Ever wondered how the various quick-lube places in your city turned a profit?
The price of motor oil goes up and down – usually rising – but the price stays at $19.95 or $24.95 or whatever your local market will bear. As fate would have it, most of my vehicles aren’t compatible with the quick-spreading business model of a sweaty dude waving your air filter in your face and telling you he’s got the Zika virus while a real rhesus monkey rambles through your drain plug using a blow gun. For example, my 993 has: two oil filters, while my Boxster requires a 32 step process to get to the air filters. Nor would I trust my mighty Accord V6 to anyone whose life path has not qualified him to work above ground.
However, not all of us have the luxury of doing our own oil changes at home. You may not have the space, tools, ability or time to do it correctly yourself. That last factor is perhaps the biggest. If you’re working with two McJobs to make ends meet, the Valvoline Oil Change down the street may be the only practical choice. The good news: it’s cheap. The bad news: Some of that cost savings comes from another way the store makes money off you, without you even knowing it.

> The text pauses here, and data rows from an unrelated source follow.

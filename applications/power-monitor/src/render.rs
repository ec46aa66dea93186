//! Chat message rendering.
//!
//! Output targets Telegram's HTML parse mode, so any operator-supplied text
//! is escaped before it is embedded.

use chrono::{Duration, NaiveDateTime};

use crate::outage::{
    Analytics, Forecast, ForecastUnavailable, LossReport, PowerStatus, RankedOutage,
    RestoreReport, Statistics, StatusReport, TrendDirection,
};

const TIME_FORMAT: &str = "%H:%M";
const TIME_SECONDS_FORMAT: &str = "%H:%M:%S";
const DATE_FORMAT: &str = "%d.%m.%Y";

/// Hours and minutes, seconds truncated: `"2h 5m"`, or `"45m"` under an hour.
pub fn format_duration(duration: Duration) -> String {
    let total_seconds = duration.num_seconds().max(0);
    let hours = total_seconds / 3600;
    let minutes = (total_seconds % 3600) / 60;
    if hours > 0 {
        format!("{}h {}m", hours, minutes)
    } else {
        format!("{}m", minutes)
    }
}

pub fn escape_html(text: &str) -> String {
    let mut out = String::with_capacity(text.len());
    for c in text.chars() {
        match c {
            '&' => out.push_str("&amp;"),
            '<' => out.push_str("&lt;"),
            '>' => out.push_str("&gt;"),
            '"' => out.push_str("&quot;"),
            _ => out.push(c),
        }
    }
    out
}

fn ordinal(n: usize) -> String {
    let suffix = match (n % 10, n % 100) {
        (_, 11..=13) => "th",
        (1, _) => "st",
        (2, _) => "nd",
        (3, _) => "rd",
        _ => "th",
    };
    format!("{}{}", n, suffix)
}

pub fn welcome(group_label: &str) -> String {
    format!(
        "👋 Hi! I monitor mains power.\n\n\
         🏠 Tracking group: <b>{}</b>\n\n\
         Commands:\n\
         /status - current status\n\
         /stats - today's statistics\n\
         /history - today's outages\n\
         /analytics - patterns and trend\n\
         /forecast - next outage estimate\n\n\
         Or use the buttons:",
        escape_html(group_label)
    )
}

pub fn power_lost(report: &LossReport, group_label: &str) -> String {
    let mut msg = String::from("🔴 <b>POWER LOST!</b>\n\n");
    msg.push_str(&format!("⏰ Time: {}\n", report.at.format(TIME_SECONDS_FORMAT)));
    msg.push_str(&format!("📅 Date: {}\n", report.at.format(DATE_FORMAT)));
    msg.push_str(&format!("🏠 Group: <b>{}</b>\n", escape_html(group_label)));
    if report.outages_today > 0 {
        msg.push_str(&format!(
            "\n📊 This is the {} outage today",
            ordinal(report.outages_today + 1)
        ));
    }
    msg
}

pub fn power_restored(report: &RestoreReport) -> String {
    let mut msg = String::from("🟢 <b>POWER RESTORED!</b>\n\n");
    msg.push_str(&format!("⏰ Time: {}\n", report.at.format(TIME_SECONDS_FORMAT)));
    msg.push_str(&format!("📅 Date: {}\n", report.at.format(DATE_FORMAT)));
    if report.duration > Duration::zero() {
        msg.push_str(&format!(
            "\n⏱ <b>Duration:</b> {}\n",
            format_duration(report.duration)
        ));
    }
    if report.outages_today > 0 {
        msg.push_str(&format!(
            "\n📊 <b>Today:</b>\nOutages: {}\nWithout power: {}",
            report.outages_today,
            format_duration(report.total_down_today)
        ));
    }
    msg
}

pub fn status(report: &StatusReport) -> String {
    let mut msg = String::new();
    match (report.status, report.since) {
        (PowerStatus::Down, Some(since)) => {
            msg.push_str("🔴 <b>NO POWER</b>\n\n");
            msg.push_str(&format!(
                "⏱ Without power: <b>{}</b>\n",
                format_duration(report.current_duration)
            ));
            msg.push_str(&format!("⏰ Lost at: {}\n", since.format(TIME_SECONDS_FORMAT)));
        }
        _ => {
            msg.push_str("🟢 <b>POWER IS ON</b>\n");
            if let Some(last) = report.last_outage {
                let duration = last
                    .end
                    .map(|end| end - last.start)
                    .unwrap_or_else(Duration::zero);
                msg.push_str(&format!(
                    "\n⏰ Last outage:\n   {} • {}\n",
                    last.start.format(TIME_FORMAT),
                    format_duration(duration)
                ));
            }
            if report.outages_today > 0 {
                msg.push_str(&format!("\n📊 Outages today: {}", report.outages_today));
            }
        }
    }
    msg
}

/// One-line status used for inline button callbacks.
pub fn status_short(report: &StatusReport) -> String {
    match report.status {
        PowerStatus::Up => "🟢 Power is on".to_string(),
        PowerStatus::Down => format!(
            "🔴 No power\n⏱ {}",
            format_duration(report.current_duration)
        ),
    }
}

pub fn statistics(stats: Option<&Statistics>) -> String {
    let Some(stats) = stats else {
        return "📊 No outages today yet 🎉".to_string();
    };

    let mut msg = String::from("📊 <b>TODAY'S STATISTICS</b>\n\n");
    msg.push_str(&format!("📈 Outages: <b>{}</b>\n", stats.count));
    msg.push_str(&format!("⏱ Total time: <b>{}</b>\n", format_duration(stats.total)));
    msg.push_str(&format!("⌀ Average: {}\n", format_duration(stats.average)));
    msg.push_str(&format!(
        "⬆️ Longest: {} at {}\n",
        format_duration(stats.longest.duration),
        stats.longest.record.start.format(TIME_FORMAT)
    ));
    msg.push_str(&format!(
        "⬇️ Shortest: {} at {}",
        format_duration(stats.shortest.duration),
        stats.shortest.record.start.format(TIME_FORMAT)
    ));
    msg
}

/// Compact statistics used for inline button callbacks.
pub fn statistics_short(stats: Option<&Statistics>) -> String {
    match stats {
        Some(stats) => format!(
            "📊 <b>STATISTICS</b>\n\nOutages: {}\nTotal time: {}",
            stats.count,
            format_duration(stats.total)
        ),
        None => "📊 No outages today 🎉".to_string(),
    }
}

pub fn history(entries: &[RankedOutage]) -> String {
    if entries.is_empty() {
        return "📋 No outages today yet 🎉".to_string();
    }

    let mut msg = String::from("📋 <b>HISTORY</b>\n");
    for (i, entry) in entries.iter().enumerate() {
        msg.push_str(&format!(
            "\n{}. {} • {}",
            i + 1,
            entry.record.start.format(TIME_FORMAT),
            format_duration(entry.duration)
        ));
        if entry.record.is_in_progress() {
            msg.push_str(" (ongoing)");
        }
    }
    msg
}

pub fn analytics(analytics: Option<&Analytics>) -> String {
    let Some(analytics) = analytics else {
        return "📈 Not enough data for analytics yet".to_string();
    };

    let mut msg = String::from("📈 <b>ANALYTICS</b>\n\n");
    msg.push_str(&format!(
        "🕐 Worst hour: {:02}:00 ({} outage{})\n",
        analytics.worst_hour,
        analytics.worst_hour_count,
        if analytics.worst_hour_count == 1 { "" } else { "s" }
    ));
    if let Some(interval) = analytics.average_interval {
        msg.push_str(&format!("↔️ Average gap: {}\n", format_duration(interval)));
    }
    if let Some(percent) = analytics.percent_of_day_down {
        msg.push_str(&format!("🌑 Day without power: {:.1}%\n", percent));
    }
    match analytics.trend {
        Some(trend) => {
            let direction = match trend.direction {
                TrendDirection::Longer => "📈 outages are getting longer",
                TrendDirection::Shorter => "📉 outages are getting shorter",
                TrendDirection::Stable => "➡️ outages are stable",
            };
            msg.push_str(&format!(
                "Trend: {} ({} → {})",
                direction,
                format_duration(trend.earliest_average),
                format_duration(trend.recent_average)
            ));
        }
        None => msg.push_str("Trend: needs at least 6 outages"),
    }
    msg
}

fn format_moment(at: NaiveDateTime) -> String {
    at.format(TIME_FORMAT).to_string()
}

pub fn forecast(forecast: &Forecast) -> String {
    match forecast {
        Forecast::Predicted {
            next_outage_at,
            time_until,
            average_interval,
        } => format!(
            "🔮 <b>FORECAST</b>\n\n\
             Next outage expected around <b>{}</b>\n\
             ⏳ In: {}\n\
             ↔️ Based on average gap: {}",
            format_moment(*next_outage_at),
            format_duration(*time_until),
            format_duration(*average_interval)
        ),
        Forecast::Overdue {
            next_outage_at,
            average_interval,
        } => format!(
            "🔮 <b>FORECAST</b>\n\n\
             Next outage was expected around <b>{}</b>; the prediction window has already passed\n\
             ↔️ Average gap: {}",
            format_moment(*next_outage_at),
            format_duration(*average_interval)
        ),
        Forecast::Unavailable(reason) => {
            let why = match reason {
                ForecastUnavailable::PowerDown => "power is currently down",
                ForecastUnavailable::InsufficientData => "need at least 2 outages today",
                ForecastUnavailable::NoIntervals => "no gaps between outages yet",
            };
            format!("🔮 Forecast unavailable: {}", why)
        }
    }
}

Yesterday, a Twitter user posted a letter he received from State Farm informing him that his “low mileage discount” would be removed. The reason? State Farm, otherwise known as “the bastards who made their ‘approved repair shop’ joyride 340 miles on my first wife’s SRT-4 in 2005 during an extremely inept attempt to fix the dashboard after a break-in and then sent an axe- female representative who literally laughed at the bodyshop manager”, had received information from a third party about the user’s mileage.
After some back-and-forth discussion between this person and several other individuals on Twitter, one user noted that: the quick-change oil place probably sold the information to CarFax, who then sold it to State Farm. CarFax makes no secret about this; it’s a selling point from their perspective. But it’s worth noting that CarFax is just as happy to sell data in bulk to an insurance company as it is to help you track down odometer fraud on that nice ’97 Mitsubishi Eclipse you’re considering. Probably even more.

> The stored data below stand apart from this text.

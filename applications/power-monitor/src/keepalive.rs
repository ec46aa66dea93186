//! Keep-alive background task
//!
//! Some free hosting tiers suspend services that receive no traffic. This task
//! periodically requests the service's own health endpoint to keep it awake.

use std::time::Duration;
use tokio::time::interval;

use crate::config::{Config, KeepAliveConfig};
use crate::error::{AppError, Result};

/// Periodic self-ping
pub struct KeepAlive {
    http: reqwest::Client,
    url: String,
    interval_secs: u64,
    initial_delay_secs: u64,
}

impl KeepAlive {
    pub fn new(url: String, config: &KeepAliveConfig) -> Result<Self> {
        let http = reqwest::Client::builder()
            .timeout(Duration::from_secs(10))
            .build()?;
        Ok(Self {
            http,
            url,
            interval_secs: config.interval_secs,
            initial_delay_secs: config.initial_delay_secs,
        })
    }

    pub fn from_config(config: &Config) -> Result<Self> {
        Self::new(config.keep_alive_url(), &config.keep_alive)
    }

    /// Run the ping loop until the task is cancelled.
    pub async fn run(&self) {
        tracing::info!(
            url = %self.url,
            "Keep-alive started (interval: {}s)",
            self.interval_secs
        );

        tokio::time::sleep(Duration::from_secs(self.initial_delay_secs)).await;

        let mut interval = interval(Duration::from_secs(self.interval_secs));
        loop {
            interval.tick().await;

            match self.ping().await {
                Ok(()) => tracing::debug!("Keep-alive ping succeeded"),
                Err(e) => tracing::warn!("Keep-alive ping failed: {}", e),
            }
        }
    }

    pub async fn ping(&self) -> Result<()> {
        let response = self.http.get(&self.url).send().await?;
        if !response.status().is_success() {
            return Err(AppError::Internal(format!(
                "health check returned {}",
                response.status()
            )));
        }
        Ok(())
    }
}

#[cfg(test)]
mod tests {
    use super::*;

    #[tokio::test]
    async fn test_ping_unreachable_is_an_error() {
        let keep_alive = KeepAlive::new(
            "http://127.0.0.1:9/health".to_string(),
            &KeepAliveConfig::default(),
        )
        .unwrap();

        assert!(keep_alive.ping().await.is_err());
    }

    #[tokio::test]
    async fn test_ping_own_health_endpoint() {
        let listener = tokio::net::TcpListener::bind("127.0.0.1:0").await.unwrap();
        let addr = listener.local_addr().unwrap();
        let app = axum::Router::new().route("/health", axum::routing::get(|| async { "OK" }));
        tokio::spawn(async move {
            axum::serve(listener, app).await.unwrap();
        });

        let keep_alive = KeepAlive::new(
            format!("http://{}/health", addr),
            &KeepAliveConfig::default(),
        )
        .unwrap();

        assert!(keep_alive.ping().await.is_ok());
    }
}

So what’s the problem here? It is certainly wrong to lie to your insurance company about your mileage. However, it is equally wrong for car service providers to use their customers’ information as a source of income. My advice: learn to do your own maintenance, or learn to live with double skin from the man at the Valvoline Oil Change. Perhaps this justifies a mild update of the most truthful adage of the internet age: if you don’t pay (much), you are the product.